- **Task details**
Every line of the material must appear in the answer exactly as it does here.
*** Opening of Task data ***
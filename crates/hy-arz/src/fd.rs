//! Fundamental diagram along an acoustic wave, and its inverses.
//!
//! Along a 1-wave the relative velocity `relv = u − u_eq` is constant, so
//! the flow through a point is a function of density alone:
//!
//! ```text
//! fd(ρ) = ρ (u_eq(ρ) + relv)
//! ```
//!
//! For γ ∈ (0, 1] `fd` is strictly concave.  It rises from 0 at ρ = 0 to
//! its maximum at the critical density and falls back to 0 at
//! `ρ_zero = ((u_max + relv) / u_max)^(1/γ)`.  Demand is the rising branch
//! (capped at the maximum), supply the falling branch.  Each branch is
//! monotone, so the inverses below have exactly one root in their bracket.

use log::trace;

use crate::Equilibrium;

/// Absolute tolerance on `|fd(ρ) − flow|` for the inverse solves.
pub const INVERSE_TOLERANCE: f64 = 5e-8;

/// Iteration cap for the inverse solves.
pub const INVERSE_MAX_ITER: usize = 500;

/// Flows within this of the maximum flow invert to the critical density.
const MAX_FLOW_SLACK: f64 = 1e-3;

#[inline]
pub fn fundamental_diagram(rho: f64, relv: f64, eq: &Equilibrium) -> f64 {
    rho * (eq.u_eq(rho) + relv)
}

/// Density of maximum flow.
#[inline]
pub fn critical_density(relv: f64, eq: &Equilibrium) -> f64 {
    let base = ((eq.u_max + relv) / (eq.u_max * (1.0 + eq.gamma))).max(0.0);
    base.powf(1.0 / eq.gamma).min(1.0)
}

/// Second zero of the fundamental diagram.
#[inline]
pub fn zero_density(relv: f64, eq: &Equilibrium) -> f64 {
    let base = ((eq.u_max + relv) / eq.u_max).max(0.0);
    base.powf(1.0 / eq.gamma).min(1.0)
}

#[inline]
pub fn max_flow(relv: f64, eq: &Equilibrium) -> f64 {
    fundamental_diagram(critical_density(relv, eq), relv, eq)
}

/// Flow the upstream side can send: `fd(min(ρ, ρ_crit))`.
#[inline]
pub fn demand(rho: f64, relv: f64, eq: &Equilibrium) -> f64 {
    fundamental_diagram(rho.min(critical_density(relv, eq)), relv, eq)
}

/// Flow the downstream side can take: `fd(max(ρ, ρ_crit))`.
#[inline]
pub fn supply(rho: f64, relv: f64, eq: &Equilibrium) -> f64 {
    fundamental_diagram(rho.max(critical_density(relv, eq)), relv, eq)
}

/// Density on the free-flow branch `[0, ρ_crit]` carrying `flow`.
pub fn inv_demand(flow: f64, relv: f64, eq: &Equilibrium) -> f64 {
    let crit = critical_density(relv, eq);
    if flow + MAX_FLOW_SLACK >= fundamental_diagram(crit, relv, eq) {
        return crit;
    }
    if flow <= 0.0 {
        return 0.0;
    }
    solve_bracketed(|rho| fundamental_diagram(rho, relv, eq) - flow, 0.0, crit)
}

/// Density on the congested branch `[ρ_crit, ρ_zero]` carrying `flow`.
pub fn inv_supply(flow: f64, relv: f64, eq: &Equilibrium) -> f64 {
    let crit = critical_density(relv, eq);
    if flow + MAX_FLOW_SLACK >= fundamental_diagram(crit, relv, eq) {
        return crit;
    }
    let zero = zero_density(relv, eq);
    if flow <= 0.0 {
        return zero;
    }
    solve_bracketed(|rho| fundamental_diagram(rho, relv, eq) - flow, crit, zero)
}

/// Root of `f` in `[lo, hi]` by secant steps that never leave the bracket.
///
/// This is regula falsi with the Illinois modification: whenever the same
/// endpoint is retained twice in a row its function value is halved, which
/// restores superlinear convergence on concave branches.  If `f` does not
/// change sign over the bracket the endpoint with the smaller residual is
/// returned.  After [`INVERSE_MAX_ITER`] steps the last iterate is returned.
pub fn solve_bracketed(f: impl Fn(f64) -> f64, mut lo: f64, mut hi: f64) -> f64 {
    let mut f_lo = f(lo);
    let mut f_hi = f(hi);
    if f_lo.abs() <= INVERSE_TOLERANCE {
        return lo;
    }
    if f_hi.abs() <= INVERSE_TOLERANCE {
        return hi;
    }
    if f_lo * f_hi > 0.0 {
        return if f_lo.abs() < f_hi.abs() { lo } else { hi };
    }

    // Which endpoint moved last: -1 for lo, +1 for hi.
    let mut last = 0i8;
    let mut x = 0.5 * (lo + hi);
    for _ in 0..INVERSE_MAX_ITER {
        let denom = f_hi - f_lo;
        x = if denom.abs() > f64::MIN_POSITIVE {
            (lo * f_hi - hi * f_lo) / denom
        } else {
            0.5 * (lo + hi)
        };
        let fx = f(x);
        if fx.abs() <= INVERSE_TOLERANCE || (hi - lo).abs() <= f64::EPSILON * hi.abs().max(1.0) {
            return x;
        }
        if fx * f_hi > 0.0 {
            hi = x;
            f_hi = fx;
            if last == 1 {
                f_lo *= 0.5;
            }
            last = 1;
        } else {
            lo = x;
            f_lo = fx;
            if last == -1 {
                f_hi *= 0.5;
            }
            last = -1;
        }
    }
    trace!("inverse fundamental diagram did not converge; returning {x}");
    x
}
*** Close of Task data ***
- **Answer to the exercise**
filename crates/hy-arz/src/fd.rs
//! Fundamental diagram along an acoustic wave, and its inverses.
//!
//! Along a 1-wave the relative velocity `relv = u − u_eq` is constant, so
//! the flow through a point is a function of density alone:
//!
//! ```text
//! fd(ρ) = ρ (u_eq(ρ) + relv)
//! ```
//!
//! For γ ∈ (0, 1] `fd` is strictly concave.  It rises from 0 at ρ = 0 to
//! its maximum at the critical density and falls back to 0 at
//! `ρ_zero = ((u_max + relv) / u_max)^(1/γ)`.  Demand is the rising branch
//! (capped at the maximum), supply the falling branch.  Each branch is
//! monotone, so the inverses below have exactly one root in their bracket.

use log::trace;

use crate::Equilibrium;

/// Absolute tolerance on `|fd(ρ) − flow|` for the inverse solves.
pub const INVERSE_TOLERANCE: f64 = 5e-8;

/// Iteration cap for the inverse solves.
pub const INVERSE_MAX_ITER: usize = 500;

/// Flows within this of the maximum flow invert to the critical density.
const MAX_FLOW_SLACK: f64 = 1e-3;

#[inline]
pub fn fundamental_diagram(rho: f64, relv: f64, eq: &Equilibrium) -> f64 {
    rho * (eq.u_eq(rho) + relv)
}

/// Density of maximum flow.
#[inline]
pub fn critical_density(relv: f64, eq: &Equilibrium) -> f64 {
    let base = ((eq.u_max + relv) / (eq.u_max * (1.0 + eq.gamma))).max(0.0);
    base.powf(1.0 / eq.gamma).min(1.0)
}

/// Second zero of the fundamental diagram.
#[inline]
pub fn zero_density(relv: f64, eq: &Equilibrium) -> f64 {
    let base = ((eq.u_max + relv) / eq.u_max).max(0.0);
    base.powf(1.0 / eq.gamma).min(1.0)
}

#[inline]
pub fn max_flow(relv: f64, eq: &Equilibrium) -> f64 {
    fundamental_diagram(critical_density(relv, eq), relv, eq)
}

/// Flow the upstream side can send: `fd(min(ρ, ρ_crit))`.
#[inline]
pub fn demand(rho: f64, relv: f64, eq: &Equilibrium) -> f64 {
    fundamental_diagram(rho.min(critical_density(relv, eq)), relv, eq)
}

/// Flow the downstream side can take: `fd(max(ρ, ρ_crit))`.
#[inline]
pub fn supply(rho: f64, relv: f64, eq: &Equilibrium) -> f64 {
    fundamental_diagram(rho.max(critical_density(relv, eq)), relv, eq)
}

/// Density on the free-flow branch `[0, ρ_crit]` carrying `flow`.
pub fn inv_demand(flow: f64, relv: f64, eq: &Equilibrium) -> f64 {
    let crit = critical_density(relv, eq);
    if flow + MAX_FLOW_SLACK >= fundamental_diagram(crit, relv, eq) {
        return crit;
    }
    if flow <= 0.0 {
        return 0.0;
    }
    solve_bracketed(|rho| fundamental_diagram(rho, relv, eq) - flow, 0.0, crit)
}

/// Density on the congested branch `[ρ_crit, ρ_zero]` carrying `flow`.
pub fn inv_supply(flow: f64, relv: f64, eq: &Equilibrium) -> f64 {
    let crit = critical_density(relv, eq);
    if flow + MAX_FLOW_SLACK >= fundamental_diagram(crit, relv, eq) {
        return crit;
    }
    let zero = zero_density(relv, eq);
    if flow <= 0.0 {
        return zero;
    }
    solve_bracketed(|rho| fundamental_diagram(rho, relv, eq) - flow, crit, zero)
}

/// Root of `f` in `[lo, hi]` by secant steps that never leave the bracket.
///
/// This is regula falsi with the Illinois modification: whenever the same
/// endpoint is retained twice in a row its function value is halved, which
/// restores superlinear convergence on concave branches.  If `f` does not
/// change sign over the bracket the endpoint with the smaller residual is
/// returned.  After [`INVERSE_MAX_ITER`] steps the last iterate is returned.
pub fn solve_bracketed(f: impl Fn(f64) -> f64, mut lo: f64, mut hi: f64) -> f64 {
    let mut f_lo = f(lo);
    let mut f_hi = f(hi);
    if f_lo.abs() <= INVERSE_TOLERANCE {
        return lo;
    }
    if f_hi.abs() <= INVERSE_TOLERANCE {
        return hi;
    }
    if f_lo * f_hi > 0.0 {
        return if f_lo.abs() < f_hi.abs() { lo } else { hi };
    }

    // Which endpoint moved last: -1 for lo, +1 for hi.
    let mut last = 0i8;
    let mut x = 0.5 * (lo + hi);
    for _ in 0..INVERSE_MAX_ITER {
        let denom = f_hi - f_lo;
        x = if denom.abs() > f64::MIN_POSITIVE {
            (lo * f_hi - hi * f_lo) / denom
        } else {
            0.5 * (lo + hi)
        };
        let fx = f(x);
        if fx.abs() <= INVERSE_TOLERANCE || (hi - lo).abs() <= f64::EPSILON * hi.abs().max(1.0) {
            return x;
        }
        if fx * f_hi > 0.0 {
            hi = x;
            f_hi = fx;
            if last == 1 {
                f_lo *= 0.5;
            }
            last = 1;
        } else {
            lo = x;
            f_lo = fx;
            if last == -1 {
                f_hi *= 0.5;
            }
            last = -1;
        }
    }
    trace!("inverse fundamental diagram did not converge; returning {x}");
    x
}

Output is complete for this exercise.